My following code print just only first element. In print_list() function, it stops after printing first element. It says after first element, head->next is 0. Shouldn't point towards second element?
I want to simply print whole list.
#include<iostream>
#include<cstdlib>
using namespace std;
struct node {
int x;
node *next;
};
node* add_element(node*);
bool is_empty(node*);
void print_list(node*);
node* search(node*);
int main()
{
node *head;
head=NULL;
node* current=head;
for(int i=0;i<5;i=i+1)
{
if (current==NULL)
{
current=add_element(current);
head=current;
}
else{
current=add_element(current);
}
}
cout<<head->next<<endl;
// DOUBT: head->next gives NULL value. It should give me pointer to 2nd node
print_list(head);
}
node* add_element(node* current)
{
node* temp;
temp=new node;
temp->next=NULL;
cout<<"enter element"<<endl;
cin>>temp->x;
current=temp;
return current;
}
bool is_empty(node* temp)
{
return temp==NULL;
}
void print_list(node* temp)
{
if (is_empty(temp)==false)
{
cout<<"here temp(head)"<<temp->next<<endl;
while(temp!=NULL)
{
cout<<temp->x<<endl;
temp = temp->next;
}
}
}
Print function print first element because you have just one node in the Linked List! Actually the mistake is present in add_element(node*) function, you overwrite address of head node with new node (so having memory leak) as I marked below:
node* add_element(node* current)
{
node* temp;
temp = new node; <---" You allocated memory"

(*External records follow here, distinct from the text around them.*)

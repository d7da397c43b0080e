//! DIF rating: solve a linear system built from goal differences of losses.

use nalgebra::{DMatrix, DVector};
use std::collections::HashMap;
use tracing::debug;

use crate::registry::Registry;
use crate::types::{GameResult, TeamId};

/// Build the (A, b) system for `population`, before the identity is added.
///
/// Row i holds the signed goal difference of each filtered loss of team i
/// against opponent j (if j is in the population); a later loss to the same
/// opponent replaces an earlier one. b[i] is the absolute value of the summed
/// loss differences.
pub fn dif_system(registry: &Registry, population: &[TeamId]) -> (DMatrix<f64>, DVector<f64>) {
    let n = population.len();
    let index: HashMap<TeamId, usize> = population
        .iter()
        .enumerate()
        .map(|(i, &id)| (id, i))
        .collect();

    let mut a = DMatrix::<f64>::zeros(n, n);
    let mut b = DVector::<f64>::zeros(n);

    for (i, &id) in population.iter().enumerate() {
        let mut total = 0i64;
        for record in registry
            .team(id)
            .filtered_matches()
            .filter(|m| m.result == GameResult::Loss)
        {
            total += record.goal_difference();
            if let Some(&j) = index.get(&record.opponent) {
                a[(i, j)] = record.goal_difference() as f64;
            }
        }
        b[i] = total.abs() as f64;
    }

    (a, b)
}

/// Solve (A + I)·x = b and store x as each team's DIF rating.
///
/// A singular system leaves every rating untouched.
pub fn calculate_dif(registry: &mut Registry, population: &[TeamId]) {
    let n = population.len();
    if n == 0 {
        return;
    }
    let (a, b) = dif_system(registry, population);
    let a = a + DMatrix::<f64>::identity(n, n);

    let lu = a.lu();
    if lu.determinant() == 0.0 {
        debug!(teams = n, "DIF system is singular, keeping previous ratings");
        return;
    }
    let Some(x) = lu.solve(&b) else {
        debug!(teams = n, "DIF solve failed, keeping previous ratings");
        return;
    };
    if x.iter().any(|v| !v.is_finite()) {
        debug!(teams = n, "DIF solution is not finite, keeping previous ratings");
        return;
    }

    for (i, &id) in population.iter().enumerate() {
        registry.team_mut(id).dif_rating = x[i];
    }
}

#[cfg(test)]
#[path = "dif_tests.rs"]
mod dif_tests;
//! Tournament runner for the standings engine
//!
//! This crate provides infrastructure for:
//! - Reading tournaments (teams plus fixtures) from JSON
//! - Replaying each tournament through every table view after each match
//! - Processing many tournaments in parallel on a worker pool
//! - Writing per-match team snapshots and final standings
//!
//! # Usage
//!
//! ```bash
//! # Compute every tournament in a file, one JSON output per tournament
//! cargo run -p tournament -- run fixtures.json --out standings_out
//!
//! # Print one table
//! cargo run -p tournament -- standings fixtures.json --filter home_strong
//! ```

mod config;
mod error;
mod io;
mod pipeline;
mod pool;
mod report;

pub use config::*;
pub use error::*;
pub use io::*;
pub use pipeline::*;
pub use pool::*;
pub use report::*;
//! Power rating: accumulate empirical scoreline values.

use crate::registry::Registry;
use crate::types::TeamId;

/// Goals above this are treated as this many
pub const MAX_TABLE_GOALS: u32 = 9;

/// Scoreline values, `POWER_TABLE[scored][conceded]`.
///
/// Equal scores are worth 100; the value grows with the margin of victory.
pub const POWER_TABLE: [[u32; 10]; 10] = [
    [100, 80, 61, 46, 32, 22, 13, 6, 0, 0],
    [120, 100, 81, 64, 49, 36, 25, 16, 9, 0],
    [139, 119, 100, 82, 66, 51, 39, 28, 19, 12],
    [154, 136, 118, 100, 83, 68, 54, 42, 31, 22],
    [168, 151, 134, 117, 100, 84, 70, 56, 44, 34],
    [178, 164, 149, 132, 116, 100, 85, 71, 58, 47],
    [187, 175, 161, 146, 130, 115, 100, 86, 74, 60],
    [194, 184, 172, 158, 144, 129, 113, 100, 87, 74],
    [200, 191, 181, 169, 156, 142, 128, 113, 100, 87],
    [200, 197, 188, 178, 166, 153, 140, 126, 113, 100],
];

/// Table value for a scoreline, goals clamped to [`MAX_TABLE_GOALS`]
pub fn power_value(scored: u32, conceded: u32) -> f64 {
    let scored = scored.min(MAX_TABLE_GOALS) as usize;
    let conceded = conceded.min(MAX_TABLE_GOALS) as usize;
    f64::from(POWER_TABLE[scored][conceded])
}

/// Look up a value by its two-digit key, e.g. `"31"` for a 3–1 scoreline
pub fn power_by_key(key: &str) -> Option<u32> {
    let mut digits = key.chars().map(|c| c.to_digit(10));
    match (digits.next(), digits.next(), digits.next()) {
        (Some(Some(scored)), Some(Some(conceded)), None) => {
            Some(POWER_TABLE[scored as usize][conceded as usize])
        }
        _ => None,
    }
}

/// Add the scoreline value of each filtered match to both participants
pub fn calculate_power(registry: &mut Registry, population: &[TeamId]) {
    for &id in population {
        let steps: Vec<(TeamId, u32, u32)> = registry
            .team(id)
            .filtered_matches()
            .map(|m| (m.opponent, m.goals_for, m.goals_against))
            .collect();

        for (opponent, goals, opponent_goals) in steps {
            registry.team_mut(id).power_rating += power_value(goals, opponent_goals);
            registry.team_mut(opponent).power_rating += power_value(opponent_goals, goals);
        }
    }
}

#[cfg(test)]
#[path = "power_tests.rs"]
mod power_tests;
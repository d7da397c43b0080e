//! Potemkin rating: both sides stake part of their rating and split the pot
//! by goals.

use crate::registry::Registry;
use crate::types::TeamId;

/// Share of the current rating each side puts into the pot
pub const STAKE_SHARE: f64 = 0.1;

/// Rating changes for (side, opponent) given both current ratings and goals.
///
/// The two deltas always sum to zero.
pub fn potemkin_deltas(rating: f64, opponent_rating: f64, goals: u32, opponent_goals: u32) -> (f64, f64) {
    let stake = rating * STAKE_SHARE;
    let opponent_stake = opponent_rating * STAKE_SHARE;
    let pot = stake + opponent_stake;

    let total_goals = goals + opponent_goals;
    let (share, opponent_share) = if total_goals > 0 {
        let total = f64::from(total_goals);
        (
            f64::from(goals) / total * pot,
            f64::from(opponent_goals) / total * pot,
        )
    } else {
        (pot / 2.0, pot / 2.0)
    };

    (share - stake, opponent_share - opponent_stake)
}

/// For every filtered match of every team in `population`, settle the pot
/// between the team and its opponent
pub fn calculate_potemkin(registry: &mut Registry, population: &[TeamId]) {
    for &id in population {
        let steps: Vec<(TeamId, u32, u32)> = registry
            .team(id)
            .filtered_matches()
            .map(|m| (m.opponent, m.goals_for, m.goals_against))
            .collect();

        for (opponent, goals, opponent_goals) in steps {
            let (delta, opponent_delta) = potemkin_deltas(
                registry.team(id).potemkin_rating,
                registry.team(opponent).potemkin_rating,
                goals,
                opponent_goals,
            );
            registry.team_mut(id).potemkin_rating += delta;
            registry.team_mut(opponent).potemkin_rating += opponent_delta;
        }
    }
}

#[cfg(test)]
#[path = "potemkin_tests.rs"]
mod potemkin_tests;
//! Applies one finished match to both participating teams.

use chrono::NaiveDateTime;
use serde::{Deserialize, Serialize};

use crate::team::{MatchSide, Team};
use crate::thresholds::SportLines;
use crate::types::{GameResult, Overtime, TeamId};

/// A finished match as reported by the upstream match source
#[derive(Debug, Clone, PartialEq, Serialize, Deserialize)]
pub struct MatchReport {
    pub match_id: i64,
    pub sport_id: i64,
    pub country_id: i64,
    pub tournament_id: i64,
    pub date: NaiveDateTime,
    pub home_team: String,
    pub away_team: String,
    pub home_goals: u32,
    pub away_goals: u32,
    #[serde(default)]
    pub overtime: Overtime,
    pub season_id: i64,
    pub stage_id: i64,
}

/// Win/draw/loss for (home, away).
///
/// Only regulation results produce a winner. A match decided in overtime or a
/// shootout is booked as a draw for both sides even when the score differs.
pub fn derive_results(home_goals: u32, away_goals: u32, overtime: &Overtime) -> (GameResult, GameResult) {
    let home = if home_goals > away_goals && overtime.is_empty() {
        GameResult::Win
    } else if home_goals < away_goals && overtime.is_empty() {
        GameResult::Loss
    } else {
        GameResult::Draw
    };
    (home, home.flip())
}

/// Update both teams for `report`, home side first
pub fn play(
    teams: &mut [Team],
    home: TeamId,
    away: TeamId,
    report: &MatchReport,
    lines: &SportLines,
) {
    let (home_result, away_result) =
        derive_results(report.home_goals, report.away_goals, &report.overtime);

    teams[home].update_stats(
        MatchSide {
            goals_scored: report.home_goals,
            goals_conceded: report.away_goals,
            result: home_result,
            is_home: true,
            opponent: away,
            overtime: report.overtime.clone(),
            match_id: report.match_id,
            date: report.date,
        },
        lines,
    );
    teams[away].update_stats(
        MatchSide {
            goals_scored: report.away_goals,
            goals_conceded: report.home_goals,
            result: away_result,
            is_home: false,
            opponent: home,
            overtime: report.overtime.clone(),
            match_id: report.match_id,
            date: report.date,
        },
        lines,
    );
}

#[cfg(test)]
#[path = "processor_tests.rs"]
mod processor_tests;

temp->next = NULL; <---" Set next NULL"
cout<< "enter element" << endl;
cin>> temp->x; <---" Assign a value in new node"
// Replace below two line with suggested
current = temp; <---"MISTAKE: Overwrite first node"
"temp next is NULL so losing address of other nodes"
return current; <--- "return first node"
}
Next of new node (so first node) is NULL hence the print function prints only first node's value.
Suggestion:
You should Correct as follows to add new node as a first node in linked list:
temp -> next = current; // new nodes next if present first node
return temp; // new code becomes first node
Be careful current should be NULL initially.
With my suggestion in add_element() function also change the for loop code in main() as follows:
for(int i=0; i < 5; i = i + 1){
current = add_element(current);
}
head = current;
And check the working code at Codepade (instead of user input I added value using y = 100 variable).
Edit To append new node:
You need to check whether new node is first node of not (read comments).
// returns first node address in linked list = head
node* add_element(node* head){
node *temp, *new_nd;
// Create new node
new_nd = new node;
new_nd->next = NULL;
cout<<"enter element"<<endl;
cin>>new_nd->x;
// Is new node is the first node?
if(!head)
return new_nd;
// move to last
temp = head;
while(temp->next) temp = temp->next;
// add new node at last
temp->next = new_nd;
// return old head
return head;
}
Also simply main() as below:
int main(){
node *head = NULL;
for(int i = 0; i < 5; i = i + 1){
head = add_element(head);
}
print_list(head);
}
check this working code.
Your problem is here:
node* add_element(node* current)
{
node* temp; //You created a new node
temp=new node; //You allocated it here
temp->next=NULL; //You set its next property to null
cout<<"enter element"<<endl; //
cin>>temp->x;
current=temp; //This should be current->next = temp. You are overwriting it!
return current; //And now you are returning essentially the temp object that
//You created and you set its next property to NULL
}
You are assigning the node you created in temp = new node to the current node that was passed in. What you want to do is assign the node you just created to the current node's next property. It should be current->next = temp
head->next is NULL because you set it so in add_element(). To have a linked list, you should set current->next = temp.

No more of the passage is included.